Persistence is a configuration option of the virtual server. There are two settings for persistence. The first being the default persistence profile. Default persistence is the main persistence mode used for the virtual server. The second option, fallback persistence, is used when the first method of persistence fails. For example, if the default persistence is set to ‘cookie’ but the client isn’t accepting cookies, you could fallback to source persistence. There are 8 different persistence profiles, let’s walk through them one at a time with some examples along the way.
Source Address Persistence
This is a pretty common type of persistence. The LTM tracks the source of the incoming packet and redirects any connections coming from that IP to the same pool member. When this is configured on our test virtual server we see a return like this…

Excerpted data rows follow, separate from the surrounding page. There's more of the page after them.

//! Error types for pkgforge
//!
//! Domain-specific error types using thiserror.
//!
//! Per-package conditions (broken recipes, unresolvable dependencies, failed
//! builds) are not errors at this level: they are recorded as package
//! statuses. The types here cover collaborator failures and the few
//! conditions that stop a run.

use std::path::PathBuf;
use thiserror::Error;

/// Recipe parsing errors
#[derive(Error, Debug, Clone, PartialEq)]
pub enum RecipeError {
    /// Recipe file is missing
    #[error("No recipe found at '{path}'")]
    NotFound { path: PathBuf },

    /// Recipe file could not be read
    #[error("Failed to read recipe '{path}': {error}")]
    Unreadable { path: PathBuf, error: String },

    /// Recipe is not valid TOML or does not match the schema
    #[error("Failed to parse recipe: {0}")]
    ParseError(String),

    /// Missing required field
    #[error("Recipe is missing required field '{field}'")]
    MissingField { field: String },
}

/// Dependency resolution errors
#[derive(Error, Debug, Clone, PartialEq, Eq)]
pub enum ResolverError {
    /// Nothing in the pool or the registry provides a name
    #[error("nothing provides {name}")]
    NothingProvides { name: String },

    /// More than one candidate provides a name
    #[error("have choice for {name}: {}", candidates.join(", "))]
    Ambiguous {
        name: String,
        candidates: Vec<String>,
    },

    /// Dependency expression could not be parsed
    #[error("invalid dependency expression '{expression}'")]
    InvalidExpression { expression: String },
}

/// Repository fetch and index errors
#[derive(Error, Debug)]
pub enum RepositoryError {
    /// Network error
    #[error("Network error fetching '{url}': {error}")]
    NetworkError { url: String, error: String },

    /// Remote answered with an error status
    #[error("Fetching '{url}' failed with HTTP status {status}")]
    HttpStatus { url: String, status: u16 },

    /// Index content is malformed
    #[error("Invalid repository index '{source_name}': {error}")]
    InvalidIndex { source_name: String, error: String },

    /// Neither url nor path configured
    #[error("Repository '{name}' has neither url nor path")]
    NoLocation { name: String },

    /// Filesystem error while reading or writing an index
    #[error(transparent)]
    Filesystem(#[from] FilesystemError),
}

/// Filesystem errors
#[derive(Error, Debug)]
pub enum FilesystemError {
    /// Failed to create directory
    #[error("Failed to create directory '{path}': {error}")]
    CreateDir { path: PathBuf, error: String },

    /// Failed to remove directory
    #[error("Failed to remove directory '{path}': {error}")]
    RemoveDir { path: PathBuf, error: String },

    /// Failed to write file
    #[error("Failed to write file '{path}': {error}")]
    WriteFile { path: PathBuf, error: String },

    /// Failed to read file
    #[error("Failed to read file '{path}': {error}")]
    ReadFile { path: PathBuf, error: String },

    /// Failed to move a file into place
    #[error("Failed to move '{from}' to '{to}': {error}")]
    Move {
        from: PathBuf,
        to: PathBuf,
        error: String,
    },
}

/// Build job errors
#[derive(Error, Debug)]
pub enum BuildError {
    /// Builder slot is already occupied
    #[error("Builder {builder} is busy with '{package}'")]
    BuilderBusy { builder: usize, package: String },

    /// Unknown builder index
    #[error("No builder with index {builder}")]
    NoSuchBuilder { builder: usize },

    /// Build process could not be spawned
    #[error("Failed to start build of '{package}': {error}")]
    SpawnFailed { package: String, error: String },

    /// Container runtime requested but unavailable
    #[error("Container runtime not available: {runtime}")]
    RuntimeNotAvailable { runtime: String },

    /// Build root preparation failed
    #[error(transparent)]
    Filesystem(#[from] FilesystemError),
}

/// Persistent state errors (fatal for the run)
#[derive(Error, Debug)]
pub enum StoreError {
    /// State file could not be serialized
    #[error("Failed to serialize '{path}': {error}")]
    Serialize { path: PathBuf, error: String },

    /// State file could not be written
    #[error("Failed to persist '{path}': {error}")]
    Persist { path: PathBuf, error: String },

    /// State file exists but is unreadable or malformed
    #[error("Failed to load '{path}': {error}")]
    Load { path: PathBuf, error: String },
}

/// Project configuration errors
#[derive(Error, Debug)]
pub enum ConfigError {
    /// Failed to read config file
    #[error("Failed to read config file '{path}': {error}")]
    ReadError { path: PathBuf, error: String },

    /// Failed to parse config file
    #[error("Failed to parse config file '{path}': {error}")]
    ParseError { path: PathBuf, error: String },

    /// A value is out of range
    #[error("Invalid configuration value for '{key}': {message}")]
    InvalidValue { key: String, message: String },
}

/// Top-level pkgforge error type
#[derive(Error, Debug)]
pub enum PkgforgeError {
    /// Packages directory could not be read
    #[error("Cannot read package registry at '{path}': {error}")]
    Registry { path: PathBuf, error: String },

    /// Resolver error
    #[error("Resolver error: {0}")]
    Resolver(#[from] ResolverError),

    /// Repository error
    #[error("Repository error: {0}")]
    Repository(#[from] RepositoryError),

    /// Build error
    #[error("Build error: {0}")]
    Build(#[from] BuildError),

    /// Store error
    #[error("State error: {0}")]
    Store(#[from] StoreError),

    /// Filesystem error
    #[error("Filesystem error: {0}")]
    Filesystem(#[from] FilesystemError),

    /// Config error
    #[error("Config error: {0}")]
    Config(#[from] ConfigError),

    /// Run interrupted by the operator
    #[error("Interrupted")]
    Interrupted,
}
//! Snapshot cache for remote repositories
//!
//! The last successfully fetched index of every remote source is kept so a
//! failed fetch can fall back to it.

use std::path::{Path, PathBuf};

use crate::core::repository::RepositoryIndex;
use crate::error::StoreError;
use crate::infra::filesystem;

/// Local cache of remote repository indexes
#[derive(Debug, Clone)]
pub struct SnapshotCache {
    /// Cache directory path
    dir: PathBuf,
}

impl SnapshotCache {
    /// Create a new snapshot cache
    pub fn new(dir: PathBuf) -> Self {
        Self { dir }
    }

    /// Get the cache directory
    pub fn dir(&self) -> &Path {
        &self.dir
    }

    /// Snapshot file of source `name`
    pub fn path(&self, name: &str) -> PathBuf {
        self.dir.join(format!("{name}.json"))
    }

    /// Cached index of `name`, if one exists and parses
    pub fn load(&self, name: &str) -> Option<RepositoryIndex> {
        let path = self.path(name);
        let content = std::fs::read_to_string(&path).ok()?;
        match serde_json::from_str(&content) {
            Ok(index) => Some(index),
            Err(e) => {
                tracing::warn!("Ignoring corrupt snapshot {}: {}", path.display(), e);
                None
            }
        }
    }

    /// Replace the snapshot of `name`
    pub fn store(&self, name: &str, index: &RepositoryIndex) -> Result<(), StoreError> {
        let path = self.path(name);
        let json = serde_json::to_vec_pretty(index).map_err(|e| StoreError::Serialize {
            path: path.clone(),
            error: e.to_string(),
        })?;
        filesystem::write_file_atomic(&path, &json).map_err(|e| StoreError::Persist {
            path,
            error: e.to_string(),
        })
    }
}
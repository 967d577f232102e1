//! Dependency expression evaluation
//!
//! The [`DependencyOracle`] answers one question: can a package's declared
//! requirements be satisfied by the packages under build and the binaries in
//! the repository pool, and by whom. The engine treats it as a black box.

use regex::Regex;
use semver::Version;
use std::collections::BTreeMap;
use std::sync::OnceLock;

use crate::core::package::PackageRegistry;
use crate::core::repository::{BinaryRef, RepositoryPool};
use crate::core::status::PackageStatus;
use crate::error::ResolverError;

/// One evaluated requirement
#[derive(Debug, Clone, PartialEq, Eq)]
pub struct ResolvedDep {
    /// Required name
    pub name: String,
    /// Package under build that produces the name
    pub producer: Option<String>,
    /// Binary currently available for the name
    pub binary: Option<BinaryRef>,
}

impl ResolvedDep {
    /// Whether a binary is available right now
    pub fn is_available(&self) -> bool {
        self.binary.is_some()
    }
}

/// A package under build that declares a provided name
#[derive(Debug, Clone, PartialEq, Eq)]
pub struct Producer {
    /// Producing package id
    pub package: String,
    /// Its recipe version
    pub version: String,
}

/// Provided name → packages under build that produce it
#[derive(Debug, Clone, Default)]
pub struct Producers {
    by_name: BTreeMap<String, Vec<Producer>>,
}

impl Producers {
    /// Collect producers from every package whose outputs are used for builds
    ///
    /// Packages that will not be built this run do not produce anything,
    /// except locked ones whose existing binaries stay available.
    pub fn from_registry(registry: &PackageRegistry) -> Self {
        let mut producers = Self::default();
        for package in registry.iter() {
            let Some(recipe) = &package.recipe else {
                continue;
            };
            if package
                .error
                .as_ref()
                .is_some_and(|e| e.status() != PackageStatus::Locked)
            {
                continue;
            }
            if !recipe.build.use_for_build {
                continue;
            }
            for name in recipe.provided_names(&package.id) {
                producers.by_name.entry(name).or_default().push(Producer {
                    package: package.id.clone(),
                    version: recipe.package.version.clone(),
                });
            }
        }
        producers
    }

    /// Producers of `name`
    pub fn get(&self, name: &str) -> &[Producer] {
        self.by_name.get(name).map_or(&[], Vec::as_slice)
    }
}

/// Evaluates dependency expressions against the pool
pub trait DependencyOracle: Send + Sync {
    /// Expand `requirements` of `requester`
    fn expand(
        &self,
        requester: &str,
        requirements: &[String],
        producers: &Producers,
        pool: &RepositoryPool,
    ) -> Result<Vec<ResolvedDep>, ResolverError>;
}

/// Version comparison operator
#[derive(Debug, Clone, Copy, PartialEq, Eq)]
pub enum Op {
    Lt,
    Le,
    Eq,
    Ge,
    Gt,
}

/// A parsed dependency expression
#[derive(Debug, Clone, PartialEq, Eq)]
pub struct Requirement {
    /// Required name
    pub name: String,
    /// Optional version constraint
    pub constraint: Option<(Op, String)>,
}

fn expression_regex() -> &'static Regex {
    static RE: OnceLock<Regex> = OnceLock::new();
    RE.get_or_init(|| {
        Regex::new(r"^\s*([A-Za-z0-9_.+:/@-]+)\s*(?:(<=|>=|==|=|<|>)\s*([A-Za-z0-9_.+~-]+))?\s*$")
            .expect("dependency expression regex is valid")
    })
}

impl Requirement {
    /// Parse `name [op version]`
    pub fn parse(expression: &str) -> Result<Self, ResolverError> {
        let invalid = || ResolverError::InvalidExpression {
            expression: expression.to_string(),
        };
        let caps = expression_regex().captures(expression).ok_or_else(invalid)?;

        let name = caps[1].to_string();
        let constraint = match (caps.get(2), caps.get(3)) {
            (Some(op), Some(version)) => {
                let op = match op.as_str() {
                    "<" => Op::Lt,
                    "<=" => Op::Le,
                    "=" | "==" => Op::Eq,
                    ">=" => Op::Ge,
                    ">" => Op::Gt,
                    _ => return Err(invalid()),
                };
                Some((op, version.as_str().to_string()))
            }
            _ => None,
        };

        Ok(Self { name, constraint })
    }

    /// Whether `version` satisfies the constraint
    pub fn matches(&self, version: &str) -> bool {
        let Some((op, wanted)) = &self.constraint else {
            return true;
        };

        match (parse_version(version), parse_version(wanted)) {
            (Some(have), Some(want)) => match op {
                Op::Lt => have < want,
                Op::Le => have <= want,
                Op::Eq => have == want,
                Op::Ge => have >= want,
                Op::Gt => have > want,
            },
            _ => *op == Op::Eq && version == wanted,
        }
    }
}

/// Lenient semver parsing: "2" and "2.1" are padded to three components
pub fn parse_version(version: &str) -> Option<Version> {
    if let Ok(v) = Version::parse(version) {
        return Some(v);
    }
    let split = version.find(['-', '+']).unwrap_or(version.len());
    let (core, rest) = version.split_at(split);
    let padded = match core.matches('.').count() {
        0 => format!("{core}.0.0"),
        1 => format!("{core}.0"),
        _ => return None,
    };
    Version::parse(&format!("{padded}{rest}")).ok()
}

/// Default oracle: name/version matching against producers and pool
#[derive(Debug, Default, Clone, Copy)]
pub struct RequirementOracle;

impl DependencyOracle for RequirementOracle {
    fn expand(
        &self,
        requester: &str,
        requirements: &[String],
        producers: &Producers,
        pool: &RepositoryPool,
    ) -> Result<Vec<ResolvedDep>, ResolverError> {
        let mut resolved = Vec::with_capacity(requirements.len());

        for expression in requirements {
            let req = Requirement::parse(expression)?;

            let all_producers = producers.get(&req.name);
            let self_provided = all_producers.iter().any(|p| p.package == requester);
            let candidates: Vec<&Producer> = all_producers
                .iter()
                .filter(|p| p.package != requester && req.matches(&p.version))
                .collect();
            if candidates.len() > 1 {
                return Err(ResolverError::Ambiguous {
                    name: req.name,
                    candidates: candidates.iter().map(|p| p.package.clone()).collect(),
                });
            }

            let binary = find_binary(requester, &req, pool)?;

            if candidates.is_empty() && binary.is_none() {
                if self_provided {
                    continue;
                }
                return Err(ResolverError::NothingProvides { name: req.name });
            }

            resolved.push(ResolvedDep {
                name: req.name,
                producer: candidates.first().map(|p| p.package.clone()),
                binary,
            });
        }

        Ok(resolved)
    }
}

/// First binary in pool order satisfying `req`, ignoring the requester's own
fn find_binary(
    requester: &str,
    req: &Requirement,
    pool: &RepositoryPool,
) -> Result<Option<BinaryRef>, ResolverError> {
    for repo in pool.iter() {
        let matching: Vec<_> = repo
            .lookup(&req.name)
            .iter()
            .filter(|m| m.package != requester && req.matches(&m.version))
            .collect();
        let Some(first) = matching.first() else {
            continue;
        };

        let mut origins: Vec<String> = matching.iter().map(|m| m.package.clone()).collect();
        origins.sort();
        origins.dedup();
        if origins.len() > 1 {
            return Err(ResolverError::Ambiguous {
                name: req.name.clone(),
                candidates: origins,
            });
        }

        return Ok(Some(BinaryRef {
            repo: repo.name.clone(),
            meta: (*first).clone(),
        }));
    }
    Ok(None)
}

Destination address Persistence
Persistence based on the destination address is much like source address persistence. Except that the F5 examines the destination of the packet rather than the source. Now, you might ask yourself, when would this actually be useful? Think of a setup where an LTM is load balancing a set of proxy servers that are doing caching. Clients would be forced through the proxies to the external site (read destination) and the proxy would cache that site. Going forward, it would make sense to balance clients going to the same destination to the same proxy since that particular proxy already has the website cached.
Cookie Persistence
Cookie persistence is another common load balancing type. Cookie persistence requires that a HTTP profile be associated with the virtual server. We’ll talk more about profiles in another blog entry. When using cookies the F5 will examine the incoming request and determine if the appropriate cookie is part of the request. If it is, the F5 will balance the client to the same member based on the cookie. There are 4 different methods of cookie persistence. These can be set under the cookie persistence profile…
The default method is ‘Cookie Insert’. In this mode the F5 writes a cookie called ‘BIGIPServer’ into the response from the web server as it passes through the F5 on its return path to the client. This method require no additional configuration on the web servers.
In ‘Cookie Passive’ mode the web servers must control the insert and updates of the BIGIPServer cookie. The F5 only looks at the Cookie to determine which server the request should go to.
In ‘Cookie Rewrite’ mode the web server must send a cookie formatted in a particular order to the F5. The F5 will then rewrites the cookie to the BIGIPServer cookie, updates it with the member information, and sends it back to the client.
In the last mode ‘Cookie Hash’ the LTM examines the cookie inserted by the web server on a previous connection and makes a load balancing decsion based on the hash in the cookie. While the LTM is still making the load balancing decision, its making it based off of the cookie set by the web server. This effectively moves the brains of the load balancing decision to the web server(s) that calculate the hash to insert into the original cookie.
To see the cookie on the client, you’ll need to change the cookie persistence profile from ‘Session Cookie’ to an set expiration cookie. Session cookies are only good for that particular session and are stored in memory so they are never written to disk. The expiration date of the cookie is updated each time the client hits the F5 so its sort of a rolling expiration. At any rate, set it for at least an hour, and then hit the VIP with your browser. I used a app called ‘IECookiesView’ to read the cookie…
Hard to see there, but the cookie is on the system at this point.
Hash Persistence
By now you should be seeing that things including the hash function on the F5 are the more advanced custom like features. I’ve never used this but I imagine you could use an iRule to examine the hash and make decision based on that.
Microsoft Remote Desktop (msrdp)
Tracks sessions between the RDP server and client
SIP (sip_info)
Persistence based on servers that receive and process SIP traffic
SSL
Keeps track of the sessions using the SSL Session ID
Universal
Allows for persistence based on custom expressions that you can write yourself.
Well that covers all of the different types. You can probably tell that I went into greater detail on some of the more common ones. The last few I at least haven’t dealt much with, so I don’t have a ton of info on yet. If and when I get more info, I’ll update the post.